Hardly the most well-studied Prince scholar, my primary fascination is for the most familiar songs, those that became major hits for the artists that snared them. Prince’s “Manic Monday” is very close to the Bangles version that just missed the top of the Billboard chart, but somehow more delicate, more vulnerable. And the crazy jazz squalls that open “The Glamorous Life,” entirely excised in the Sheila E. version, provide a whole different tension, as if the track can spin off in any direction at any time. Album closer “Nothing Compares 2 U” is markedly different from Sinéad O’Connor’s take on the same song, a vanishingly rare instance of another artist outdoing the master, but it’s right in line with the first released version, but the tepid soul act the Family, formed by Prince as a side outlet for his prodigious output after the Time dissolved. Prince’s take is revelatory only for those who’ve never heard of the Family, which, to be fair, is most people.

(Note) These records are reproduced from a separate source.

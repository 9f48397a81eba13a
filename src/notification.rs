//! Transient user-facing notifications

use log::{debug, trace};
use serde::{Deserialize, Serialize};
use std::sync::atomic::{AtomicU64, Ordering};
use std::sync::{Arc, Mutex};
use std::time::Duration;

/// Severity of a notification
#[derive(Debug, Clone, Copy, PartialEq, Eq, Serialize, Deserialize)]
#[serde(rename_all = "lowercase")]
pub enum NotificationKind {
    Success,
    Error,
}

/// A message shown to the user
#[derive(Debug, Clone, PartialEq, Eq, Serialize, Deserialize)]
pub struct Notification {
    pub show: bool,
    pub message: String,
    #[serde(rename = "type")]
    pub kind: NotificationKind,
}

impl Default for Notification {
    fn default() -> Self {
        Self {
            show: false,
            message: String::new(),
            kind: NotificationKind::Success,
        }
    }
}

/// Shared handle to the current notification.
///
/// Cloning is cheap; every clone observes the same notification. Each `show`
/// schedules an auto-dismiss on the current tokio runtime. A later `show`
/// supersedes earlier timers.
#[derive(Debug, Clone)]
pub struct Notifier {
    current: Arc<Mutex<Notification>>,
    generation: Arc<AtomicU64>,
    duration: Duration,
}

impl Notifier {
    pub fn new(duration: Duration) -> Self {
        Self {
            current: Arc::new(Mutex::new(Notification::default())),
            generation: Arc::new(AtomicU64::new(0)),
            duration,
        }
    }

    pub fn success(&self, message: impl Into<String>) {
        self.show(message.into(), NotificationKind::Success);
    }

    pub fn error(&self, message: impl Into<String>) {
        self.show(message.into(), NotificationKind::Error);
    }

    /// Dismiss the current notification
    pub fn hide(&self) {
        self.generation.fetch_add(1, Ordering::SeqCst);
        Self::clear(&self.current);
    }

    /// Snapshot of the current notification
    pub fn current(&self) -> Notification {
        match self.current.lock() {
            Ok(current) => current.clone(),
            Err(poisoned) => poisoned.into_inner().clone(),
        }
    }

    /// The visible notification, if any
    pub fn visible(&self) -> Option<Notification> {
        Some(self.current()).filter(|n| n.show)
    }

    fn show(&self, message: String, kind: NotificationKind) {
        debug!("notification ({:?}): {}", kind, message);
        let generation = self.generation.fetch_add(1, Ordering::SeqCst) + 1;
        {
            let mut current = match self.current.lock() {
                Ok(current) => current,
                Err(poisoned) => poisoned.into_inner(),
            };
            *current = Notification { show: true, message, kind };
        }

        let Ok(handle) = tokio::runtime::Handle::try_current() else {
            trace!("no runtime; notification stays until hidden");
            return;
        };

        let current = Arc::clone(&self.current);
        let counter = Arc::clone(&self.generation);
        let duration = self.duration;
        handle.spawn(async move {
            tokio::time::sleep(duration).await;
            if counter.load(Ordering::SeqCst) == generation {
                Self::clear(&current);
            }
        });
    }

    fn clear(current: &Mutex<Notification>) {
        let mut current = match current.lock() {
            Ok(current) => current,
            Err(poisoned) => poisoned.into_inner(),
        };
        current.show = false;
    }
}

impl Default for Notifier {
    fn default() -> Self {
        Self::new(Duration::from_secs(3))
    }
}
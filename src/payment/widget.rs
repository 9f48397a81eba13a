use async_trait::async_trait;

use super::types::CheckoutOptions;
use crate::error::Error;

/// The gateway's hosted checkout widget.
///
/// Implemented by the host UI. After `open` succeeds the widget reports back
/// by calling [`PaymentOrchestrator::on_success`] or
/// [`PaymentOrchestrator::on_dismiss`]; those are the only inbound events.
///
/// [`PaymentOrchestrator::on_success`]: super::PaymentOrchestrator::on_success
/// [`PaymentOrchestrator::on_dismiss`]: super::PaymentOrchestrator::on_dismiss
#[async_trait]
pub trait PaymentWidget: Send + Sync {
    /// Whether the gateway script is already available
    fn is_script_loaded(&self) -> bool;

    /// Load the gateway script from `src`
    async fn load_script(&self, src: &str) -> Result<(), Error>;

    /// Open the widget; returns once it is shown, not when payment completes
    fn open(&self, options: CheckoutOptions) -> Result<(), Error>;
}
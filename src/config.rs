//! Configuration options for the rental checkout client

use std::time::Duration;

use crate::error::{Error, Result};

/// Backend endpoint paths, relative to the API base URL
#[derive(Debug, Clone)]
pub struct Endpoints {
    /// Saved addresses for the signed-in user
    pub addresses: String,

    /// Gateway public key and branding
    pub payment_config: String,

    /// Mints a gateway order
    pub create_order: String,

    /// Verifies a completed payment and persists the order
    pub verify_payment: String,
}

impl Default for Endpoints {
    fn default() -> Self {
        Self {
            addresses: "/api/addresses".to_string(),
            payment_config: "/api/payment/config".to_string(),
            create_order: "/api/payment/create-order".to_string(),
            verify_payment: "/api/payment/verify".to_string(),
        }
    }
}

/// Configuration options for the rental checkout client
#[derive(Debug, Clone)]
pub struct ClientOptions {
    /// Bearer token sent with every backend request
    pub access_token: Option<String>,

    /// The request timeout
    pub request_timeout: Option<Duration>,

    /// ISO currency code used for gateway orders
    pub currency: String,

    /// Artificial delay between confirming the order and entering payment
    pub processing_delay: Duration,

    /// How long a notification stays visible before it is dismissed
    pub notification_duration: Duration,

    /// Location of the gateway's hosted checkout script
    pub gateway_script_url: String,

    /// Theme colour passed to the gateway widget
    pub theme_color: String,

    /// Backend endpoint paths
    pub endpoints: Endpoints,
}

impl Default for ClientOptions {
    fn default() -> Self {
        Self {
            access_token: None,
            request_timeout: Some(Duration::from_secs(30)),
            currency: "INR".to_string(),
            processing_delay: Duration::from_millis(1500),
            notification_duration: Duration::from_secs(3),
            gateway_script_url: "https://checkout.razorpay.com/v1/checkout.js".to_string(),
            theme_color: "#8B5CF6".to_string(),
            endpoints: Endpoints::default(),
        }
    }
}

impl ClientOptions {
    /// Build options from the defaults, overlaid with environment variables.
    ///
    /// Recognised variables: `RENTAL_API_TOKEN`, `RENTAL_REQUEST_TIMEOUT_SECS`
    /// (0 disables the timeout) and `RENTAL_CURRENCY`.
    pub fn from_env() -> Result<Self> {
        let mut options = Self::default();

        if let Ok(token) = std::env::var("RENTAL_API_TOKEN") {
            if !token.is_empty() {
                options.access_token = Some(token);
            }
        }

        if let Ok(secs) = std::env::var("RENTAL_REQUEST_TIMEOUT_SECS") {
            let secs: u64 = secs.parse().map_err(|_| {
                Error::config(format!("RENTAL_REQUEST_TIMEOUT_SECS is not a number: {}", secs))
            })?;
            options.request_timeout = (secs > 0).then(|| Duration::from_secs(secs));
        }

        if let Ok(currency) = std::env::var("RENTAL_CURRENCY") {
            if !currency.is_empty() {
                options.currency = currency.to_uppercase();
            }
        }

        Ok(options)
    }

    /// Set the bearer token
    pub fn with_access_token(mut self, token: &str) -> Self {
        self.access_token = Some(token.to_string());
        self
    }

    /// Set the request timeout
    pub fn with_request_timeout(mut self, value: Option<Duration>) -> Self {
        self.request_timeout = value;
        self
    }

    /// Set the currency
    pub fn with_currency(mut self, value: &str) -> Self {
        self.currency = value.to_string();
        self
    }

    /// Set the simulated processing delay
    pub fn with_processing_delay(mut self, value: Duration) -> Self {
        self.processing_delay = value;
        self
    }

    /// Set the notification auto-dismiss duration
    pub fn with_notification_duration(mut self, value: Duration) -> Self {
        self.notification_duration = value;
        self
    }

    /// Set the gateway script URL
    pub fn with_gateway_script_url(mut self, value: &str) -> Self {
        self.gateway_script_url = value.to_string();
        self
    }

    /// Set the widget theme colour
    pub fn with_theme_color(mut self, value: &str) -> Self {
        self.theme_color = value.to_string();
        self
    }

    /// Replace the endpoint paths
    pub fn with_endpoints(mut self, value: Endpoints) -> Self {
        self.endpoints = value;
        self
    }
}
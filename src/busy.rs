//! Guard against duplicate submissions

use std::sync::atomic::{AtomicBool, Ordering};
use std::sync::Arc;

/// Shared "request in flight" flag.
///
/// Clones share the flag, so a UI can observe it while an action is awaiting.
#[derive(Debug, Clone, Default)]
pub struct BusyFlag(Arc<AtomicBool>);

impl BusyFlag {
    pub fn new() -> Self {
        Self::default()
    }

    pub fn is_busy(&self) -> bool {
        self.0.load(Ordering::SeqCst)
    }

    /// Set the flag, or return `None` if it is already set.
    ///
    /// The flag clears when the guard drops, on success and failure alike.
    pub fn try_acquire(&self) -> Option<BusyGuard> {
        self.0
            .compare_exchange(false, true, Ordering::SeqCst, Ordering::SeqCst)
            .ok()
            .map(|_| BusyGuard(Arc::clone(&self.0)))
    }
}

/// Clears its [`BusyFlag`] on drop
#[derive(Debug)]
pub struct BusyGuard(Arc<AtomicBool>);

impl Drop for BusyGuard {
    fn drop(&mut self) {
        self.0.store(false, Ordering::SeqCst);
    }
}

#[cfg(test)]
mod tests {
    use super::*;

    #[test]
    fn test_second_acquire_fails_until_release() {
        let flag = BusyFlag::new();
        let observer = flag.clone();

        let guard = flag.try_acquire().unwrap();
        assert!(observer.is_busy());
        assert!(flag.try_acquire().is_none());

        drop(guard);
        assert!(!observer.is_busy());
        assert!(flag.try_acquire().is_some());
    }
}
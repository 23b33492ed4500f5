// src/utils/url.rs

//! URL manipulation utilities.

/// Check whether a string is an absolute URL (carries a scheme).
///
/// Scheme-less strings such as `/about` or `example.com/about` are treated
/// as paths to be resolved against a base URL.
pub fn has_scheme(candidate: &str) -> bool {
    url::Url::parse(candidate).is_ok()
}

/// Resolve a potentially relative URL against a base URL.
///
/// Absolute URLs pass through unchanged; anything without a scheme is
/// appended to the base as a path. The base must already have its trailing
/// slash stripped.
///
/// # Examples
/// ```
/// use sitemapper::utils::url::resolve;
///
/// assert_eq!(
///     resolve("https://example.com", "/about"),
///     "https://example.com/about"
/// );
/// assert_eq!(
///     resolve("https://example.com", "https://other.com/page"),
///     "https://other.com/page"
/// );
/// ```
pub fn resolve(base: &str, href: &str) -> String {
    if has_scheme(href) {
        return href.to_string();
    }

    format!("{}/{}", base, href.trim_start_matches('/'))
}

/// Strip a single trailing slash from a base URL.
pub fn normalize_base(base: &str) -> String {
    base.strip_suffix('/').unwrap_or(base).to_string()
}
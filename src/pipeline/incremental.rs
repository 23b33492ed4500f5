// src/pipeline/incremental.rs

//! Change-log-driven regeneration on top of the catalog generator.

use std::sync::Arc;

use chrono::{DateTime, Utc};

use crate::changelog::ChangeLog;
use crate::error::Result;
use crate::models::ChangeRecord;
use crate::pipeline::diff::{DiffCalculator, DiffResult};
use crate::pipeline::generate::{GenerationSummary, SitemapGenerator};

/// Result of an incremental regeneration call.
#[derive(Debug, Clone)]
pub enum IncrementalOutcome {
    /// The change log had no records since the given time; nothing was
    /// regenerated and nothing was written.
    NoChanges,
    /// The catalog was regenerated. The computed diff is exposed for
    /// callers that want it (notifications, reporting).
    Regenerated {
        diff: DiffResult,
        summary: GenerationSummary,
    },
}

impl IncrementalOutcome {
    /// Whether this outcome performed a regeneration pass.
    pub fn regenerated(&self) -> bool {
        matches!(self, Self::Regenerated { .. })
    }
}

/// Decides between full and incremental regeneration and keeps the change
/// log consistent with generation passes.
///
/// The coordinator takes no locks; callers that can trigger concurrent
/// passes must serialize calls themselves.
pub struct IncrementalCoordinator {
    generator: SitemapGenerator,
    change_log: Arc<dyn ChangeLog>,
    auto_track: bool,
}

impl IncrementalCoordinator {
    /// Create a coordinator over a generator and a change log.
    pub fn new(generator: SitemapGenerator, change_log: Arc<dyn ChangeLog>) -> Self {
        Self {
            generator,
            change_log,
            auto_track: false,
        }
    }

    /// Seed the change log with one add record per entry after each full
    /// pass, giving subsequent incremental calls a baseline.
    pub fn with_auto_track(mut self, auto_track: bool) -> Self {
        self.auto_track = auto_track;
        self
    }

    /// The underlying generator.
    pub fn generator(&self) -> &SitemapGenerator {
        &self.generator
    }

    /// Run a full generation pass.
    pub async fn generate_full(&self) -> Result<GenerationSummary> {
        let summary = self.generator.generate().await?;

        if self.auto_track {
            let now = Utc::now();
            let mut seeded = 0usize;
            for provider in self.generator.providers() {
                let mut source = provider.entries().await?;
                while let Some(entry) = source.next().await {
                    self.change_log
                        .track(ChangeRecord::add(entry?, now))
                        .await?;
                    seeded += 1;
                }
            }
            log::info!("Seeded change log with {} add records", seeded);
        }

        Ok(summary)
    }

    /// Regenerate if the change log has records with `timestamp >= since`.
    ///
    /// No records means no-op: nothing is regenerated or written. With
    /// records, the current provider output is materialized as the base
    /// state (there is no persisted snapshot of the catalog as of `since`),
    /// the diff is computed by replaying the change log, and a full
    /// regeneration pass runs regardless of diff contents. Partial shard
    /// rewrites are not performed; the diff is returned for inspection.
    pub async fn generate_incremental(&self, since: DateTime<Utc>) -> Result<IncrementalOutcome> {
        let changes = self.change_log.changes_since(Some(since)).await?;
        if changes.is_empty() {
            log::info!("No changes since {}, skipping regeneration", since);
            return Ok(IncrementalOutcome::NoChanges);
        }

        let mut base = Vec::new();
        for provider in self.generator.providers() {
            let mut source = provider.entries().await?;
            while let Some(entry) = source.next().await {
                base.push(entry?);
            }
        }

        let diff = DiffCalculator::new().calculate_from_changes(&base, &changes);
        log::info!(
            "Changes since {}: {} added, {} updated, {} removed",
            since,
            diff.added.len(),
            diff.updated.len(),
            diff.removed.len()
        );

        let summary = self.generator.generate().await?;
        Ok(IncrementalOutcome::Regenerated { diff, summary })
    }

    /// Record a domain change event directly.
    pub async fn track_change(&self, change: ChangeRecord) -> Result<()> {
        self.change_log.track(change).await
    }

    /// Fetch change records, optionally bounded by a start time.
    pub async fn changes_since(
        &self,
        since: Option<DateTime<Utc>>,
    ) -> Result<Vec<ChangeRecord>> {
        self.change_log.changes_since(since).await
    }
}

Aside from its archival interest, Originals holds together as an impressive portrait of an artist who approached genius even at his most offhand. Most of the material captured here is from Prince’s nineteen-eighties heyday, when the inspiration evidently flowed like the handle was snapped off the spigot. Even without comparative reference at my quick mental disposal, I can recognize the jaw-dropping accomplishment of piercing ballad “Noon Rendezvous,” funk shimmy “100 MPH,” beautifully soulful “Baby, You’re a Trip,” and stately pop wonder “Love… Thy Will Be Done.” It’s flatly amazing to think of Prince polishing off these numbers were a satisfied shrug and the flat question “Okay, what’s next?”

I still struggle with the very existence of Originals. I have little problem with excavating the material left behind by deceased creators, especially those who could claim to a spot among the greats. Such endeavors are part preservation and part celebration, allowing for a deeper understanding of their contributions to their chosen field. In particular, Columbia Legacy’s decades of posthumous Miles Davis releases are laudable and vital. Even so, there’s something about the structure of this release — eagerly Lego-ing together the most famous Prince songs that Prince never released — that makes it feel, in its very conception, crass to me. More problematically, I can’t shake the feeling that Prince, who was so protective of his art and his legacy, would detest Originals, with its veneer of glory reclaimed from other performers. There’s an opportunistic element that feels contrary to Prince’s common rejections of the easy cash-in. I’m not sure what we owe to artists after they’re gone, but it feels like it might be something different than this.